## INSTRUCTIONS FOR THE TASK
Reproduce exactly, and only, the lines running from the start of the entries below to the line containing "use crate::screening::experience::ExperienceMap;".
——
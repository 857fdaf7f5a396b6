//! Scoring Aggregator: combines keyword, ATS, and experience scores into one result record.

use serde::{Deserialize, Serialize, Serializer};

use crate::screening::ats::AtsReport;
use crate::screening::experience::ExperienceMap;
use crate::screening::keywords::{KeywordCounts, KeywordMatch};

/// Sentinel written into every score field of a resume that could not be processed.
pub const ERROR_SENTINEL: &str = "Error";

/// Shortlist thresholds. Both must be met.
#[derive(Debug, Clone, Copy, PartialEq, Serialize, Deserialize)]
pub struct ShortlistPolicy {
    pub min_skill_match: f64,
    pub min_ats_compliance: f64,
}

impl Default for ShortlistPolicy {
    fn default() -> Self {
        Self {
            min_skill_match: 70.0,
            min_ats_compliance: 75.0,
        }
    }
}

impl ShortlistPolicy {
    pub fn verdict(&self, skill_match: f64, ats_compliance: f64) -> Verdict {
        if skill_match >= self.min_skill_match && ats_compliance >= self.min_ats_compliance {
            Verdict::Shortlisted
        } else {
            Verdict::NotShortlisted
        }
    }
}

#[derive(Debug, Clone, Copy, PartialEq, Eq, Serialize)]
pub enum Verdict {
    Shortlisted,
    #[serde(rename = "Not Shortlisted")]
    NotShortlisted,
    Error,
}

impl Verdict {
    pub fn label(&self) -> &'static str {
        match self {
            Verdict::Shortlisted => "Shortlisted",
            Verdict::NotShortlisted => "Not Shortlisted",
            Verdict::Error => ERROR_SENTINEL,
        }
    }
}

/// A score field holding either a computed value or the error sentinel.
/// Serializes as the value itself, or as the string `"Error"`.
#[derive(Debug, Clone, PartialEq)]
pub enum Scored<T> {
    Value(T),
    Error,
}

impl<T> Scored<T> {
    pub fn value(&self) -> Option<&T> {
        match self {
            Scored::Value(v) => Some(v),
            Scored::Error => None,
        }
    }
}

impl<T: Serialize> Serialize for Scored<T> {
    fn serialize<S: Serializer>(&self, serializer: S) -> Result<S::Ok, S::Error> {
        match self {
            Scored::Value(v) => v.serialize(serializer),
            Scored::Error => serializer.serialize_str(ERROR_SENTINEL),
        }
    }
}

/// Per-component scores for one successfully extracted resume.
#[derive(Debug, Clone)]
pub struct ResumeScores {
    pub keywords: KeywordMatch,
    pub ats: AtsReport,
    pub experience: ExperienceMap,
}

/// One row of screening output. Built once per resume and never modified afterwards.
#[derive(Debug, Clone, Serialize)]
pub struct ScoreResult {
    pub profile_name: String,
    pub skills_required: Scored<String>,
    pub skills_matched: Scored<String>,
    pub skills_missing: Scored<String>,
    pub skill_match: Scored<f64>,
    pub keyword_occurrences: Scored<KeywordCounts>,
    pub ats_compliance: Scored<f64>,
    pub ats_failed_criteria: Scored<Vec<String>>,
    pub experience_match: Scored<f64>,
    pub experience_months: Scored<ExperienceMap>,
    pub verdict: Verdict,
    #[serde(skip_serializing_if = "Option::is_none")]
    pub error: Option<String>,
}

impl ScoreResult {
    pub fn scored(
        profile_name: &str,
        keywords: &[String],
        scores: ResumeScores,
        experience_required_years: f64,
        policy: &ShortlistPolicy,
    ) -> Self {
        let skill_match = scores.keywords.percentage;
        let ats_compliance = scores.ats.percentage;
        let experience_match =
            experience_match(scores.experience.total_months(), experience_required_years);

        Self {
            profile_name: profile_name.to_string(),
            skills_required: Scored::Value(keywords.join(", ")),
            skills_matched: Scored::Value(scores.keywords.found.join(", ")),
            skills_missing: Scored::Value(scores.keywords.missing.join(", ")),
            skill_match: Scored::Value(skill_match),
            keyword_occurrences: Scored::Value(scores.keywords.occurrences),
            ats_compliance: Scored::Value(ats_compliance),
            ats_failed_criteria: Scored::Value(scores.ats.failed),
            experience_match: Scored::Value(experience_match),
            experience_months: Scored::Value(scores.experience),
            verdict: policy.verdict(skill_match, ats_compliance),
            error: None,
        }
    }

    pub fn failed(profile_name: &str, message: impl Into<String>) -> Self {
        Self {
            profile_name: profile_name.to_string(),
            skills_required: Scored::Error,
            skills_matched: Scored::Error,
            skills_missing: Scored::Error,
            skill_match: Scored::Error,
            keyword_occurrences: Scored::Error,
            ats_compliance: Scored::Error,
            ats_failed_criteria: Scored::Error,
            experience_match: Scored::Error,
            experience_months: Scored::Error,
            verdict: Verdict::Error,
            error: Some(message.into()),
        }
    }

    pub fn is_error(&self) -> bool {
        self.verdict == Verdict::Error
    }
}

/// Total relevant months against the required years, capped at 100. 0 when nothing is required.
/// Reported alongside the verdict but does not affect it.
pub fn experience_match(total_months: u64, required_years: f64) -> f64 {
    let required_months = required_years * 12.0;
    if required_months <= 0.0 {
        return 0.0;
    }
    (total_months as f64 / required_months * 100.0).clamp(0.0, 100.0)
}

#[cfg(test)]
mod tests {
    use super::*;
    use crate::screening::keywords::match_keywords;

    fn kws(list: &[&str]) -> Vec<String> {
        list.iter().map(|s| s.to_string()).collect()
    }

    fn ats(percentage: f64) -> AtsReport {
        AtsReport {
            percentage,
            passed: 0,
            total: 0,
            failed: vec!["label:email".to_string()],
        }
    }

    #[test]
    fn test_verdict_thresholds() {
        let policy = ShortlistPolicy::default();
        assert_eq!(policy.verdict(70.0, 75.0), Verdict::Shortlisted);
        assert_eq!(policy.verdict(69.99, 100.0), Verdict::NotShortlisted);
        assert_eq!(policy.verdict(100.0, 74.9), Verdict::NotShortlisted);
    }

    #[test]
    fn test_relaxed_policy() {
        let policy = ShortlistPolicy {
            min_skill_match: 70.0,
            min_ats_compliance: 70.0,
        };
        assert_eq!(policy.verdict(70.0, 72.0), Verdict::Shortlisted);
    }

    #[test]
    fn test_experience_match() {
        assert_eq!(experience_match(12, 2.0), 50.0);
        assert_eq!(experience_match(48, 2.0), 100.0);
        assert_eq!(experience_match(12, 0.0), 0.0);
        assert_eq!(experience_match(u64::MAX, 1.0), 100.0);
    }

    #[test]
    fn test_scored_record() {
        let keywords = kws(&["Rust", "SQL", "Go", "Java"]);
        let scores = ResumeScores {
            keywords: match_keywords("rust sql go", &keywords),
            ats: ats(80.0),
            experience: ExperienceMap::zeroed(&keywords),
        };

        let result = ScoreResult::scored("jane_doe", &keywords, scores, 1.0, &Default::default());
        assert_eq!(result.profile_name, "jane_doe");
        assert_eq!(
            result.skills_required,
            Scored::Value("Rust, SQL, Go, Java".to_string())
        );
        assert_eq!(result.skills_matched, Scored::Value("Rust, SQL, Go".to_string()));
        assert_eq!(result.skills_missing, Scored::Value("Java".to_string()));
        assert_eq!(result.skill_match, Scored::Value(75.0));
        assert_eq!(result.verdict, Verdict::Shortlisted);
        assert!(result.error.is_none());
    }

    #[test]
    fn test_failed_record_uses_sentinel_everywhere() {
        let result = ScoreResult::failed("broken", "Text extraction timed out");
        assert!(result.is_error());

        let json = serde_json::to_value(&result).unwrap();
        for field in [
            "skills_required",
            "skills_matched",
            "skill_match",
            "keyword_occurrences",
            "ats_compliance",
            "experience_match",
            "experience_months",
            "verdict",
        ] {
            assert_eq!(json[field], "Error", "field {field}");
        }
        assert_eq!(json["error"], "Text extraction timed out");
    }

    #[test]
    fn test_successful_record_omits_error_field() {
        let keywords = kws(&["Rust"]);
        let scores = ResumeScores {
            keywords: match_keywords("", &keywords),
            ats: ats(0.0),
            experience: ExperienceMap::zeroed(&keywords),
        };
        let result = ScoreResult::scored("x", &keywords, scores, 0.0, &Default::default());
        let json = serde_json::to_value(&result).unwrap();
        assert!(json.get("error").is_none());
        assert_eq!(json["skill_match"], 0.0);
        assert_eq!(json["verdict"], "Not Shortlisted");
        assert_eq!(json["experience_months"]["Rust"], 0);
    }
}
——
## WRITTEN RESPONSE
repository 857fdaf7f5a396b6
//! Scoring Aggregator: combines keyword, ATS, and experience scores into one result record.

use serde::{Deserialize, Serialize, Serializer};

use crate::screening::ats::AtsReport;
use crate::screening::experience::ExperienceMap;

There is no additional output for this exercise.